Para sermos justos temos também de dizer que normalmente a litigância de má fé é invocada de forma exagerada nos processos: o que em regra sucede é que as partes apresentam as suas versões dos factos, batem-se por elas e não as logram provar na totalidade.
Normalmente não resulta dos autos que as partes, à partida soubessem que o que alegaram, fosse inverídico e por si devesse ser como tal conhecido, ou que tivessem alterado (ainda que de forma negligente) a verdade dos factos, e muito menos que tivessem usado o processo para um fim (ou de uma forma) reprovável.
Algum exagero na pretensão que foi deduzida não é, por si só, litigância de má fé, mas apenas falta de razão, tratada com a (im)procedência da acção, por falta de prova dos factos constitutivos do seu direito ou impeditivos do da doutra parte.
A “litigiosidade séria”, que “dimana da incerteza”, de que falava Luso Soares (pág. 26), continua a ser a regra e ainda bem (sem esquecer, por outro lado, que, sendo peticionada a condenação da parte contrária como litigante de má fé e saindo vencida por não lhe assistir razão, terá de haver lugar a condenação em custas do incidente, nos termos do arts. 527º, nºs 1 e 2, nCPC e 7º, nºs 4 e 8, Regulamento das Custas Processuais e Tabela II anexa).

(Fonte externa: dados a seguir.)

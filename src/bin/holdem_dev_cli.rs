// src/bin/holdem_dev_cli.rs

use holdem_engine::api::{Command, TableViewDto};
use holdem_engine::domain::chips::Chips;
use holdem_engine::domain::hand::Phase;
use holdem_engine::domain::table::TableConfig;
use holdem_engine::domain::{PlayerId, TableId};
use holdem_engine::engine::{HandEventKind, TableManager};
use holdem_engine::infra::DeterministicRng;
use holdem_engine::time_ctrl::TimeRules;
use holdem_engine::variants::VoteKind;

/// Шаг виртуальных часов симуляции (мс).
const STEP_MS: u64 = 500;
const MAX_STEPS: u32 = 2_000;

/// Сценарий бота за конкретным столом.
#[derive(Copy, Clone, Debug)]
enum Scenario {
    CheckCall,
    Aggressive,
    /// Первый игрок предлагает бомб-пот, все соглашаются.
    BombPot,
}

fn main() {
    env_logger::Builder::from_env(env_logger::Env::default().default_filter_or("info")).init();

    println!("holdem_dev_cli: стартуем мульти-табличный dev-CLI…");

    let mut manager = TableManager::new();
    let mut tables: Vec<(TableId, Scenario)> = Vec::new();

    for (n, scenario) in [Scenario::CheckCall, Scenario::Aggressive, Scenario::BombPot]
        .into_iter()
        .enumerate()
    {
        let config = TableConfig {
            bb_ante_enabled: n == 1,
            ..TableConfig::default()
        };
        let table_id = match manager.create_table_with_rng(
            format!("AUTO TABLE {}", n + 1),
            config,
            TimeRules::standard(),
            Box::new(DeterministicRng::from_seed(42 + n as u64)),
        ) {
            Ok(id) => id,
            Err(e) => {
                println!("[CLI] ОШИБКА при создании стола: {e}");
                return;
            }
        };

        for seat in 0..(3 + n) {
            if let Err(e) = manager.seat_new_player(table_id, format!("Bot {}", seat + 1)) {
                println!("[CLI] ОШИБКА посадки на стол {table_id}: {e}");
            }
        }
        tables.push((table_id, scenario));
    }

    let mut now: u64 = 0;
    for (table_id, scenario) in &tables {
        if let Err(e) = manager.start_game(*table_id, now) {
            println!("[CLI] ОШИБКА start_game на столе {table_id}: {e}");
        }
        if let Scenario::BombPot = scenario {
            offer_bomb_pot(&mut manager, *table_id, now);
        }
    }

    for _ in 0..MAX_STEPS {
        now += STEP_MS;
        for (table_id, failure) in manager.tick_all(now) {
            println!("[CLI] стол {table_id}: раздача прервана: {failure}");
        }

        for (table_id, scenario) in &tables {
            if let Some(view) = manager.view(*table_id, None) {
                if let Some(player_id) = view.current_player_id {
                    let command = pick_command(*scenario, &view, player_id, now);
                    println!(
                        "[CLI][table_id={}] phase={} player_id={} -> {:?}",
                        table_id, view.phase, player_id, command
                    );
                    if let Err(e) = manager.handle(*table_id, player_id, command, now) {
                        println!("[CLI] ОШИБКА команды на столе {table_id}: {e:?}");
                    }
                }
            }
            print_events(&mut manager, *table_id);
        }

        let all_over = tables.iter().all(|(id, _)| {
            manager
                .table(*id)
                .map(|t| !t.is_game_started())
                .unwrap_or(true)
        });
        if all_over {
            break;
        }
    }

    for (table_id, _) in &tables {
        if let Some(view) = manager.view(*table_id, None) {
            print_table(&view);
        }
    }
    println!("[CLI] Завершение работы dev-CLI.");
}

fn offer_bomb_pot(manager: &mut TableManager, table_id: TableId, now: u64) {
    let Some(view) = manager.view(table_id, None) else {
        return;
    };
    let ids: Vec<PlayerId> = view.players.iter().map(|p| p.player_id).collect();
    let Some((&initiator, others)) = ids.split_first() else {
        return;
    };

    let stake = view.big_blind + view.big_blind;
    if let Err(e) = manager.handle(table_id, initiator, Command::StartBombPotVote { stake }, now) {
        println!("[CLI] бомб-пот не предложен: {e:?}");
        return;
    }
    for &voter in others {
        let vote = Command::CastVote {
            kind: VoteKind::BombPot,
            choice: true,
        };
        if let Err(e) = manager.handle(table_id, voter, vote, now) {
            println!("[CLI] голос {voter} не принят: {e:?}");
        }
    }
}

/// Базовая стратегия бота: check, если можно, иначе call; агрессивный бот ставит на флопе.
fn pick_command(scenario: Scenario, view: &TableViewDto, player_id: PlayerId, now: u64) -> Command {
    let Some(me) = view.players.iter().find(|p| p.player_id == player_id) else {
        return Command::Fold;
    };
    let gap = view.current_bet.saturating_sub(me.current_bet);

    match scenario {
        Scenario::Aggressive if view.phase == Phase::Flop && gap.is_zero() => {
            let amount = if me.chips > view.min_bet {
                view.min_bet
            } else {
                me.chips + me.current_bet
            };
            Command::Bet { amount }
        }
        // Иногда скидываем дорогую ставку, чтобы раздачи не шли все до ривера.
        _ if gap > Chips(view.big_blind.0 * 4) && now % 3 == 0 => Command::Fold,
        _ if gap.is_zero() => Command::Check,
        _ => Command::Call,
    }
}

fn print_events(manager: &mut TableManager, table_id: TableId) {
    for event in manager.drain_events(table_id) {
        match &event.kind {
            HandEventKind::HandStarted { hand_id, bomb_pot, .. } => {
                println!("[CLI][table_id={table_id}] === раздача #{hand_id} (бомб-пот: {bomb_pot}) ===");
            }
            HandEventKind::PhaseAdvanced {
                phase,
                community_cards,
                board,
            } => {
                let cards: Vec<String> = community_cards.iter().map(|c| c.to_string()).collect();
                println!("[CLI][table_id={table_id}] {phase} (борд {board}): {}", cards.join(" "));
            }
            HandEventKind::RoundEnded { winners, reason, .. } => {
                println!("[CLI][table_id={table_id}] итог {reason:?}: {winners:?}");
            }
            HandEventKind::GameOver { remaining } => {
                println!("[CLI][table_id={table_id}] игра окончена, остались: {remaining:?}");
            }
            _ => {}
        }
    }
}

fn print_table(view: &TableViewDto) {
    println!("================ TABLE STATE ================");
    println!(
        "table_id={} name={} hand_id={} phase={} pot={}",
        view.table_id, view.name, view.hand_id, view.phase, view.pot
    );
    for p in &view.players {
        println!(
            "  seat {} | id={} | name={} | chips={} | folded={}",
            p.seat_index, p.player_id, p.name, p.chips, p.folded
        );
    }
    let total: Chips = view.players.iter().map(|p| p.chips).sum::<Chips>() + view.pot;
    println!("  всего фишек на столе: {total}");
}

Mas uma coisa é o livre exercício de direitos processuais, outra, bem distinta, é a mentira consciente, e, processualmente, dela se pretender aproveitar e prevalecer perante os outros, para obter ganhos (de forma também consciente). Isso já se enquadra na área das situações patológicas, que – ocorrendo – têm de merecer punição e punição não direi exemplar, mas que faça sentir à parte que esse tipo de comportamento processual não vale a pena.
Dizer que não assinou uma letra provando-se que a assinou, alegar um inventado furto de uma viatura e peticionar o seu valor à seguradora, pedir um sinal em dobro sabendo não ter sido entregue sinal, serão sempre condutas desonestas, lamentáveis, gratuitas, revelando uma desfaçatez que ultrapassa as raias da desonestidade intelectual, fazendo impor a condenação e sancionamento sem hesitações de quem assim procede.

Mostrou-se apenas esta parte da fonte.